Construction and Characterization of Human Adenovirus Recombinants Expressing the Vesicular Stomatitis Virus Glycoprotein Gene

Abstract

The potential of human adenovirus (Ad) to serve as a vector for expression of heterologous genes was evaluated. An experimental gene, consisting of sequences coding for the glycoprotein of vesicular stomatitis virus (VSV) attached to the promoter and polyadenylation signal of the herpes simplex virus type 1 (HSV-1) thymidine kinase (TK) gene, was inserted into early region 3 of adenovirus, in both orientations. The TK promoter was functional in both orientations.
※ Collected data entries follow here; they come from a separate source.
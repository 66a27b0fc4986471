//! The vault: documents, their metadata and the namespace they live in.
//!
//! - [`document`]: per-file state carried through both stages
//! - [`index`]: the namespace index (canonical path → document)
//! - [`meta`]: front matter and inline tags
//! - [`code`]: code regions excised while links are rewritten
//! - [`scan`]: filling the index from disk

pub mod code;
pub mod document;
pub mod index;
pub mod meta;
pub mod scan;

pub use code::CodeRegions;
pub use document::{DocId, DocKind, Document, LinkOccurrence, Source};
pub use index::VaultIndex;
pub use meta::NoteMeta;
pub use scan::scan_vault;

/// Vault path of the virtual page every unresolved note link points to.
pub const NOT_FOUND_PATH: &str = "not_created.md";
The TK promoter was functional in both orientations and responded to trans-activation by HSV infection. Abundant expression of VSV G however depended on the presence of a second transcript. This transcript was present only in the recombinant carrying the insertion in the orientation parallel to the E3 promoter (AdG12) and was initiated upstream of the insertion, within Ad sequences. The potential of Ad recombinants to serve as vaccine vectors was investigated using the recombinant AdG12. Antibody against VSV G was induced in cows, pigs, and dogs in response to infection with AdG12. Protection of mice, immunized with AdG12, against a lethal challenge with VSV demonstrated the biological effectiveness of this immune response.